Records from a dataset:
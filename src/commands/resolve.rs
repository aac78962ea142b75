//! Resolve command: map one track name to its catalog path.

use setup_downloader_core::resolver::parse_category_hint;
use setup_downloader_core::{Resolution, ResolvedPath};
use tracing::warn;

use crate::ProcessExit;
use crate::app::context::RunContext;
use crate::cli::ResolveArgs;

pub fn run_resolve_command(ctx: &RunContext, args: &ResolveArgs) -> ProcessExit {
    let hint = args.category.as_deref().and_then(|text| {
        let parsed = parse_category_hint(text);
        if parsed.is_none() {
            warn!(hint = text, "unrecognized category hint, ignoring");
        }
        parsed
    });

    match ctx.resolver.resolve(&args.name, hint) {
        Resolution::Resolved(resolved) => {
            for line in resolved_lines(&resolved) {
                println!("{line}");
            }
            ProcessExit::Success
        }
        Resolution::Unresolved => {
            println!("unresolved: no catalog track matches '{}'", args.name);
            ProcessExit::Failure
        }
    }
}

fn resolved_lines(resolved: &ResolvedPath) -> Vec<String> {
    vec![
        format!("track = {}", resolved.entry_name),
        format!("config = {}", resolved.sub_config),
        format!("path = {}", resolved.relative_path),
        format!("tier = {}", resolved.tier),
        format!("confidence = {:.2}", resolved.confidence),
    ]
}

#[cfg(test)]
mod tests {
    use setup_downloader_core::MatchTier;

    use super::*;

    #[test]
    fn test_resolved_lines_format() {
        let lines = resolved_lines(&ResolvedPath {
            entry_name: "Spa-Francorchamps".to_string(),
            sub_config: "gp".to_string(),
            relative_path: "spa/gp".to_string(),
            tier: MatchTier::Substring,
            confidence: 0.8,
        });
        assert_eq!(
            lines,
            vec![
                "track = Spa-Francorchamps",
                "config = gp",
                "path = spa/gp",
                "tier = substring",
                "confidence = 0.80",
            ]
        );
    }
}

# Task to complete:
All lines above holding the word "Francorchamps" make up the answer; copy each one.

# Solved problem:
            entry_name: "Spa-Francorchamps".to_string(),
                "track = Spa-Francorchamps",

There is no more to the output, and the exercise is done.